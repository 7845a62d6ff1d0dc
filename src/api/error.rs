//! API Error Types
//!
//! Errors raised while talking to the mileage log service. Status failures
//! and transport failures are kept apart so callers can report them, but the
//! client treats both the same way: the request chain stops.

use thiserror::Error;

/// Errors that can occur when communicating with the mileage log service
#[derive(Error, Debug)]
pub enum ApiError {
    /// Connection refused or host unreachable
    #[error("Mileage service unavailable: {0}")]
    Unavailable(String),

    /// Only possible when a request timeout is configured
    #[error("Request timeout")]
    Timeout,

    #[error("Request failed: {0}")]
    Request(#[from] reqwest::Error),

    /// Non-2xx response
    #[error("API error {status}: {message}")]
    Status { status: u16, message: String },

    /// Body did not match the expected shape
    #[error("Invalid response: {0}")]
    Decode(String),
}

impl ApiError {
    /// Classify a reqwest failure the way the rest of the client reports it
    pub(crate) fn from_transport(err: reqwest::Error) -> Self {
        if err.is_timeout() {
            ApiError::Timeout
        } else if err.is_connect() {
            ApiError::Unavailable(err.to_string())
        } else if err.is_decode() {
            ApiError::Decode(err.to_string())
        } else {
            ApiError::Request(err)
        }
    }
}

/// Result type for service calls
pub type ApiResult<T> = Result<T, ApiError>;
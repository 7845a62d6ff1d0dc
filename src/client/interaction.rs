//! User interaction seam
//!
//! The client never talks to a terminal or window directly. Alerts,
//! confirmations and the edit dialog go through this trait.

use crate::api::LogEntry;

use super::edit::EditForm;

/// Dialogs the client needs from whatever hosts it
pub trait Interaction {
    /// Show a message the user has to acknowledge
    fn alert(&mut self, message: &str);

    /// Ask a yes/no question; `false` when declined
    fn confirm(&mut self, message: &str) -> bool;

    /// Collect new values for `current`, or `None` if the dialog was dismissed
    fn edit_dialog(&mut self, current: &LogEntry) -> Option<EditForm>;
}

________________________________________

Work item
Bring together every line in the entries that holds the string "ApiError".

Response for this exercise
pub enum ApiError {
impl ApiError {
            ApiError::Timeout
            ApiError::Unavailable(err.to_string())
            ApiError::Decode(err.to_string())
            ApiError::Request(err)
pub type ApiResult<T> = Result<T, ApiError>;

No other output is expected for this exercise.